There are probably as many reasons for casting your muzzleloader's balls as there are for not bothering with that "chore" and just buying a box of swagged balls from Hornady or whomever.  But, even if you only get to the range or afield just a few times a year, casting balls can be as much apart of the experience of traditional muzzleloading as the shooting part.  The same can be said for making powder horns, ball boards, ramrods, guns, knives, period utensils and clothing, etc.  It's the historic aspect along with the personal satisfaction of DIY.

It can be really Really REALLY cheap to cast balls for your gun(s) by just buying a mould and using a large spoon to melt range lead over a good campfire.  That's period primitive, for sure.  The next step up is to eliminate the campfire and use a small and cheap electric ladle furnace.   The other end of the casting spectrum involves a large and costly PID furnace, along with sundry casting accoutrements.  The in between of all these is a small 8lb to 10lb ladle furnace, lead ladle, and of course, a mould.  No matter what casting gear is used, a pair of gloves and eye protection are mandatory.

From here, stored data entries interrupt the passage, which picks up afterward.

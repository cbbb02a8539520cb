use serde::Deserialize;
use todflow_core::{DataStore, Outcome, Routine, UnitContext};
use todflow_parser::TodData;

use crate::loader::DEFAULT_TOD_KEY;

#[derive(Debug, Clone, Deserialize)]
#[serde(default, deny_unknown_fields)]
pub struct FixOpticalSignConfig {
    pub input_key: String,
    pub output_key: String,
}

impl Default for FixOpticalSignConfig {
    fn default() -> Self {
        Self {
            input_key: DEFAULT_TOD_KEY.to_string(),
            output_key: DEFAULT_TOD_KEY.to_string(),
        }
    }
}

/// Multiplies every detector row by its optical sign so the whole array
/// shares one sky-brightness sign convention.
#[derive(Debug)]
pub struct FixOpticalSign {
    config: FixOpticalSignConfig,
}

impl FixOpticalSign {
    pub fn new(config: FixOpticalSignConfig) -> Self {
        Self { config }
    }
}

impl Routine for FixOpticalSign {
    fn name(&self) -> &'static str {
        "fix_optical_sign"
    }

    fn execute(
        &mut self,
        _ctx: &UnitContext<'_>,
        store: &mut DataStore,
    ) -> anyhow::Result<Outcome> {
        let mut tod = store.take::<TodData>(&self.config.input_key)?;

        for (mut row, det) in tod.data.outer_iter_mut().zip(tod.detectors.iter()) {
            row *= det.optical_sign;
        }

        store.set(self.config.output_key.as_str(), tod);
        Ok(Outcome::Continue)
    }
}
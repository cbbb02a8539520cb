// crates/todflow-core/src/config.rs

use std::fs;
use std::path::{Path, PathBuf};

use serde::Deserialize;

use crate::error::ConfigError;
use crate::pipeline::{FailurePolicy, RunSettings};

/// On-disk pipeline description.
///
/// ```toml
/// base_dir = "/data/tods"
/// failure_policy = "skip-unit"
///
/// [units]
/// glob = "*.tod"
///
/// [[routines]]
/// kind = "tod_loader"
/// output_key = "tod_data"
/// ```
#[derive(Debug, Clone, Deserialize)]
#[serde(deny_unknown_fields)]
pub struct PipelineConfig {
    /// Directory unit identifiers resolve against (unless a routine was
    /// configured with `abspath`).
    pub base_dir: PathBuf,
    #[serde(default)]
    pub failure_policy: FailurePolicy,
    pub units: UnitSource,
    #[serde(default)]
    pub routines: Vec<RoutineSpec>,
}

impl PipelineConfig {
    /// Reads and parses a TOML pipeline config.
    pub fn load(path: &Path) -> Result<Self, ConfigError> {
        let raw = fs::read_to_string(path).map_err(|source| ConfigError::Read {
            path: path.to_path_buf(),
            source,
        })?;
        toml::from_str(&raw).map_err(|source| ConfigError::Parse {
            path: path.to_path_buf(),
            source,
        })
    }

    pub fn settings(&self) -> RunSettings {
        RunSettings {
            base_dir: self.base_dir.clone(),
            failure_policy: self.failure_policy,
        }
    }

    /// Resolves the unit catalog: source expansion, then the optional
    /// `start`/`end` pointers.
    pub fn resolve_units(&self) -> Result<Vec<String>, ConfigError> {
        self.units.resolve(&self.base_dir)
    }
}

/// Where the unit catalog comes from.
///
/// Exactly one of `list`, `file`, `glob` must be set. `start` and `end` are
/// half-open pointers into the resolved catalog, for running a slice of an
/// externally maintained list.
#[derive(Debug, Clone, Default, Deserialize)]
#[serde(deny_unknown_fields)]
pub struct UnitSource {
    /// Inline unit names, in run order.
    #[serde(default)]
    pub list: Option<Vec<String>>,
    /// Catalog file with one unit name per line; blank lines and
    /// `#`-comments are ignored.
    #[serde(default)]
    pub file: Option<PathBuf>,
    /// Glob pattern, relative to `base_dir`.
    #[serde(default)]
    pub glob: Option<String>,
    #[serde(default)]
    pub start: Option<usize>,
    #[serde(default)]
    pub end: Option<usize>,
}

impl UnitSource {
    pub fn resolve(&self, base_dir: &Path) -> Result<Vec<String>, ConfigError> {
        let provided = [
            self.list.is_some(),
            self.file.is_some(),
            self.glob.is_some(),
        ]
        .iter()
        .filter(|set| **set)
        .count();
        if provided == 0 {
            return Err(ConfigError::NoUnitSource);
        }
        if provided > 1 {
            return Err(ConfigError::AmbiguousUnitSource);
        }

        let catalog = if let Some(list) = &self.list {
            list.clone()
        } else if let Some(file) = &self.file {
            read_unit_file(file)?
        } else if let Some(pattern) = &self.glob {
            expand_unit_glob(base_dir, pattern)?
        } else {
            Vec::new()
        };

        let start = self.start.unwrap_or(0);
        let end = self.end.unwrap_or(catalog.len());
        if start > end || end > catalog.len() {
            return Err(ConfigError::UnitRange {
                start,
                end,
                len: catalog.len(),
            });
        }
        Ok(catalog[start..end].to_vec())
    }
}

fn read_unit_file(path: &Path) -> Result<Vec<String>, ConfigError> {
    let raw = fs::read_to_string(path).map_err(|source| ConfigError::UnitFile {
        path: path.to_path_buf(),
        source,
    })?;
    Ok(raw
        .lines()
        .map(str::trim)
        .filter(|line| !line.is_empty() && !line.starts_with('#'))
        .map(str::to_string)
        .collect())
}

fn expand_unit_glob(base_dir: &Path, pattern: &str) -> Result<Vec<String>, ConfigError> {
    let full_pattern = base_dir.join(pattern).to_string_lossy().into_owned();
    let paths = glob::glob(&full_pattern).map_err(|source| ConfigError::GlobPattern {
        pattern: full_pattern.clone(),
        source,
    })?;

    let mut names = Vec::new();
    for entry in paths {
        let path = entry.map_err(|source| ConfigError::GlobWalk {
            pattern: full_pattern.clone(),
            source,
        })?;
        // Catalog entries stay relative to base_dir so unit contexts can
        // resolve them back to the same file.
        let name = path
            .strip_prefix(base_dir)
            .unwrap_or(&path)
            .to_string_lossy()
            .into_owned();
        names.push(name);
    }
    names.sort();
    Ok(names)
}

/// One routine entry: a registered kind plus whatever options that kind
/// understands. Options are forwarded opaquely; the routine factory owns
/// their schema.
#[derive(Debug, Clone, Deserialize)]
pub struct RoutineSpec {
    pub kind: String,
    #[serde(flatten)]
    pub options: serde_json::Value,
}
use std::path::{Path, PathBuf};

use crate::store::DataStore;

/// Control-flow result of one [`Routine::execute`] call.
#[derive(Debug, Clone, Copy, PartialEq, Eq)]
pub enum Outcome {
    /// Hand the unit to the next routine in the sequence.
    Continue,
    /// Skip the remaining routines for this unit. Not a failure: the driver
    /// moves on to the next unit without reporting anything.
    Veto,
}

/// Per-unit view handed to a routine by the driver.
///
/// Rebound before every `execute` call; the borrows never outlive the call,
/// so per-unit context cannot leak between units.
#[derive(Debug, Clone, Copy)]
pub struct UnitContext<'a> {
    unit: &'a str,
    index: usize,
    catalog_len: usize,
    base_dir: &'a Path,
}

impl<'a> UnitContext<'a> {
    pub fn new(unit: &'a str, index: usize, catalog_len: usize, base_dir: &'a Path) -> Self {
        Self {
            unit,
            index,
            catalog_len,
            base_dir,
        }
    }

    /// Identifier of the unit currently being processed.
    pub fn name(&self) -> &str {
        self.unit
    }

    /// Zero-based position of this unit in the run's catalog.
    pub fn index(&self) -> usize {
        self.index
    }

    /// Number of units in the catalog for this run.
    pub fn catalog_len(&self) -> usize {
        self.catalog_len
    }

    /// Directory unit identifiers resolve against.
    pub fn base_dir(&self) -> &Path {
        self.base_dir
    }

    /// Resolves the unit identifier to a filesystem path.
    ///
    /// With `abspath` the identifier is taken as a path verbatim; otherwise
    /// it is joined onto the run's base directory.
    pub fn filename(&self, abspath: bool) -> PathBuf {
        if abspath {
            PathBuf::from(self.unit)
        } else {
            self.base_dir.join(self.unit)
        }
    }
}

/// One stage of a pipeline.
///
/// Configuration is captured at construction and stays immutable afterward;
/// anything per-unit arrives through the [`UnitContext`]. Lifecycle per run:
/// `initialize` once before the unit loop, `execute` once per unit until a
/// veto or failure cuts that unit short, `finalize` once after the loop
/// regardless of vetoes or failures.
pub trait Routine: Send {
    /// Stable name used in logs and failure reports.
    fn name(&self) -> &'static str;

    /// One-time setup before the unit loop. An error aborts the run.
    fn initialize(&mut self) -> anyhow::Result<()> {
        Ok(())
    }

    /// Processes one unit, exchanging intermediate artifacts through the
    /// store. Routines with no store dependency just ignore the parameter.
    /// The store reference must not be retained beyond the call.
    fn execute(&mut self, ctx: &UnitContext<'_>, store: &mut DataStore)
        -> anyhow::Result<Outcome>;

    /// One-time teardown after the unit loop. An error fails the run.
    fn finalize(&mut self) -> anyhow::Result<()> {
        Ok(())
    }
}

Lotta good ways to cast, here's what I do for casting .575 pure lead balls for a smoothbore. 



I cast for both traditional muzzleloader balls and BPCR .45-70 and .40-65 grease groove and paper patched bullets.  For muzzleloader balls I use a small 8lb Lyman furnace and lead from Roto-Metals (online).  The ladle is a Lyman, the aluminum double ball mould is from Lee Loading.  A furnace thermometer isn't absolutely essential, but it takes the guesswork out of knowing when the lead is at the right temperature for casting.  I also use a dollar store hard rubber mallet to whack the mould and sprue.

I use a pair of hefty leather gloves, safety glasses, heavy denim apron, leather boots, long pants and long sleeve shirt, all for protection.  I made a "casting station" by rigging a large vent fan to a basement window.  This fan sucks out all the fumes and smoke Fast and allows me to cast indoors.  Without really good ventilation, casting Must be done outdoors.

The mould and ladle are left on the rim of the pot to heat up as the lead melts.  I double up a #64 rubber band on the ends of the mould handle to keep a constant pressure on the mould halves, to insure good castings.

When the lead has melted, I put a 1/4 teaspoon of sawdust, or a pea sized piece of beeswax, into the pot as flux, stir, then skim off any of the slag with a spoon.

At 700F to 750F I begin casting and check to see the balls drop mirror shiny and smooth.  If not, back in the pot, check the lead temperature, allow the mould to reheat, try again.  By waiting until the pot comes up to temperature I can usually drop good balls on the first cast.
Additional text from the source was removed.